─── Extracted entries

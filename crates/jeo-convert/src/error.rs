//! Error types for the converters.

use thiserror::Error;

/// Errors produced while converting between the two model forms.
///
/// Every variant is fatal to the conversion call that raised it: the
/// converters never skip an invalid entity and never return a partial model.
#[derive(Error, Debug)]
pub enum ConvertError {
    /// A polyline with fewer than two vertices, which neither form can
    /// represent.
    #[error("polylines with less than 2 vertexes are not supported")]
    UnsupportedPolyline,

    /// A palette index outside the 1..=255 range of the exchange palette.
    #[error("unsupported color index: {0}")]
    UnsupportedColor(i64),

    /// A polyline's bulge count does not match its vertex count.
    #[error("size of coords and bulges must be equal (coords {coords}, bulges {bulges})")]
    BulgeCountMismatch {
        /// Number of vertices on the polyline.
        coords: usize,
        /// Number of bulge values on the polyline.
        bulges: usize,
    },

    /// An indexed entity references a pool entry that does not exist.
    #[error("{pool} index {index} out of range (pool has {len} entries)")]
    IndexOutOfRange {
        /// Name of the pool the index points into.
        pool: &'static str,
        /// The offending index.
        index: u64,
        /// Number of entries in the pool.
        len: usize,
    },
}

──────

» **What to produce**:
Give the data back exactly as it stands.

» **Problem solution**:
filename crates/jeo-convert/src/error.rs
//! Error types for the converters.

use thiserror::Error;

/// Errors produced while converting between the two model forms.
///
/// Every variant is fatal to the conversion call that raised it: the
/// converters never skip an invalid entity and never return a partial model.
#[derive(Error, Debug)]
pub enum ConvertError {
    /// A polyline with fewer than two vertices, which neither form can
    /// represent.
    #[error("polylines with less than 2 vertexes are not supported")]
    UnsupportedPolyline,

    /// A palette index outside the 1..=255 range of the exchange palette.
    #[error("unsupported color index: {0}")]
    UnsupportedColor(i64),

    /// A polyline's bulge count does not match its vertex count.
    #[error("size of coords and bulges must be equal (coords {coords}, bulges {bulges})")]
    BulgeCountMismatch {
        /// Number of vertices on the polyline.
        coords: usize,
        /// Number of bulge values on the polyline.
        bulges: usize,
    },

    /// An indexed entity references a pool entry that does not exist.
    #[error("{pool} index {index} out of range (pool has {len} entries)")]
    IndexOutOfRange {
        /// Name of the pool the index points into.
        pool: &'static str,
        /// The offending index.
        index: u64,
        /// Number of entries in the pool.
        len: usize,
    },
}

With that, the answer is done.